L'Unione europea del calcio (UEFA) ha confermato il pagamento di un pacchetto di licenziamento a un ex dipendente legato a Gianni Infantino, l'attuale presidente della FIFA e ex capo della UEFA. La conferma arriva tra i rapporti dei media, in particolare dal tabloid britannico Daily Telegraph, che ha affermato che la donna aveva una relazione con Infantino. I pagamenti sono stati effettuati prima della sua partenza diversi anni fa, secondo la dichiarazione della UEFA.
Un rappresentante dell'organizzazione ha notato che la donna ha anche ricevuto finanziamenti per un programma MBA in una delle istituzioni educative locali. Infantino ha lavorato presso la UEFA dal 2000 fino a febbraio 2016, quando è diventato presidente della FIFA. Dal 2009 fino al suo passaggio alla FIFA, ha ricoperto la posizione di segretario generale.
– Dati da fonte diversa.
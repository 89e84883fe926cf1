use crate::config::AppConfig;
use crate::db::user_repository;
use crate::error::StoreError;
use crate::factory::category_factory::CategoryFactory;
use crate::factory::provider::FakeProvider;
use crate::models::category::Category;
use rusqlite::Connection;

/// Persists `count` generated categories for the configured owner, creating that owner first if needed.
pub fn seed_categories_db<P: FakeProvider>(
    conn: &Connection,
    config: &AppConfig,
    provider: P,
    count: usize,
) -> Result<Vec<Category>, StoreError> {
    let tx = conn.unchecked_transaction()?;
    ensure_owner(&tx, config.default_owner)?;

    let factory = CategoryFactory::new(provider, config.default_owner);
    let categories = factory.create_many(&tx, count)?;
    tx.commit()?;

    tracing::info!(count = categories.len(), owner = config.default_owner, "seeded categories");
    Ok(categories)
}

fn ensure_owner(conn: &Connection, owner: i64) -> Result<(), StoreError> {
    if user_repository::get_user(conn, owner)?.is_some() {
        return Ok(());
    }
    let email = free_demo_email(conn, owner)?;
    user_repository::create_user_with_id(conn, owner, "Demo User", &email)?;
    tracing::info!(user_id = owner, email = %email, "created seed owner");
    Ok(())
}

// emails are unique, so skip addresses another user already holds
fn free_demo_email(conn: &Connection, owner: i64) -> Result<String, StoreError> {
    let mut email = format!("demo{}@example.com", owner);
    let mut suffix = 1;
    while user_repository::find_user_by_email(conn, &email)?.is_some() {
        email = format!("demo{}+{}@example.com", owner, suffix);
        suffix += 1;
    }
    Ok(email)
}
pub mod category_repository;
pub mod connection;
pub mod expense_repository;
pub mod migrations;
pub mod schema;
pub mod user_repository;

use chrono::{NaiveDateTime, Utc};
use rusqlite::types::Type;

const TIMESTAMP_FORMAT: &str = "%Y-%m-%d %H:%M:%S";

fn now_timestamp() -> String {
    Utc::now().naive_utc().format(TIMESTAMP_FORMAT).to_string()
}

fn parse_timestamp(idx: usize, value: Option<String>) -> rusqlite::Result<Option<NaiveDateTime>> {
    value
        .map(|raw| {
            NaiveDateTime::parse_from_str(&raw, TIMESTAMP_FORMAT)
                .map_err(|e| rusqlite::Error::FromSqlConversionFailure(idx, Type::Text, Box::new(e)))
        })
        .transpose()
}
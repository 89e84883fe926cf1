use crate::error::StoreError;
use rusqlite::{Connection, OptionalExtension};

#[derive(Debug, Clone, PartialEq)]
pub struct ColumnInfo {
    pub name: String,
    pub declared_type: String,
    pub not_null: bool,
    pub default: Option<String>,
    pub primary_key: bool,
}

#[derive(Debug, Clone, PartialEq)]
pub struct ForeignKeyInfo {
    pub column: String,
    pub references_table: String,
    pub references_column: String,
    pub on_delete: String,
}

pub fn table_exists(conn: &Connection, table: &str) -> Result<bool, StoreError> {
    let found = conn
        .query_row(
            "SELECT 1 FROM sqlite_master WHERE type = 'table' AND name = ?1",
            [table],
            |_| Ok(()),
        )
        .optional()?;
    Ok(found.is_some())
}

pub fn columns(conn: &Connection, table: &str) -> Result<Vec<ColumnInfo>, StoreError> {
    if !table_exists(conn, table)? {
        return Err(StoreError::NotFound(format!("table '{}'", table)));
    }
    let mut stmt = conn.prepare("SELECT name, type, \"notnull\", dflt_value, pk FROM pragma_table_info(?1) ORDER BY cid")?;
    let iter = stmt.query_map([table], |row| {
        let pk: i64 = row.get(4)?;
        Ok(ColumnInfo {
            name: row.get(0)?,
            declared_type: row.get(1)?,
            not_null: row.get(2)?,
            default: row.get(3)?,
            primary_key: pk > 0,
        })
    })?;

    let mut columns = Vec::new();
    for column in iter {
        columns.push(column?);
    }
    Ok(columns)
}

pub fn foreign_keys(conn: &Connection, table: &str) -> Result<Vec<ForeignKeyInfo>, StoreError> {
    let mut stmt = conn.prepare(
        "SELECT \"from\", \"table\", \"to\", on_delete FROM pragma_foreign_key_list(?1) ORDER BY id",
    )?;
    let iter = stmt.query_map([table], |row| {
        Ok(ForeignKeyInfo {
            column: row.get(0)?,
            references_table: row.get(1)?,
            references_column: row.get(2)?,
            on_delete: row.get(3)?,
        })
    })?;

    let mut keys = Vec::new();
    for key in iter {
        keys.push(key?);
    }
    Ok(keys)
}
Dal 2016, le regole relative a tali questioni sono state aggiornate e le attuali politiche che regolano i dipendenti a tutti i livelli si allineano a quelle che si trovano nelle imprese economiche avanzate.
"Il presidente della FIFA Gianni Infantino nega queste accuse, in quanto sono del tutto false", ha detto il portavoce. "Nessun dipendente della UEFA o della FIFA ha mai presentato reclami contro Infantino, affermando che non è mai stato coinvolto in alcun reato". "Tutte le decisioni prese dalle organizzazioni riguardanti i dipendenti, comprese le partenze e i pacchetti di licenziamento, sono sempre state approvate dai direttori responsabili di questo settore sulla base dei regolamenti esistenti", ha sottolineato il portavoce.
Il suo ruolo presso la UEFA comprendeva la supervisione delle funzioni amministrative e la rappresentanza dell'organizzazione a livello internazionale. Sotto la sua guida, la UEFA ha attuato diverse riforme volte a modernizzare la governance del calcio e aumentare la trasparenza. Tuttavia, il suo periodo presso l'organizzazione è stato contraddistinto da controversie, in particolare intorno alle transazioni finanziarie e alle preoccupazioni etiche sollevate dai critici.
Nonostante la ritrattazione della proposta, Infantino continua ad affrontare richieste di responsabilità da parte di vari soggetti interessati all'interno del calcio mondiale. La situazione evidenzia le tensioni in corso tra la leadership della FIFA e le sue nazioni membri, in particolare per quanto riguarda la trasparenza finanziaria e le pratiche di governance. La conferma da parte della UEFA aggiunge un altro strato al controllo che circonda la traiettoria della carriera di Infantino. Mentre l'organizzazione sostiene che le sue azioni erano in conformità con i regolamenti interni, rimangono domande sulle implicazioni più ampie di tali pagamenti e la loro potenziale influenza sui processi decisionali.
Mentre proseguono le indagini sulla FIFA, l'attenzione si sposterà probabilmente verso il fatto che queste rivelazioni influenzino la credibilità della leadership dell'organizzazione e la sua capacità di affrontare efficacemente le questioni sistemiche.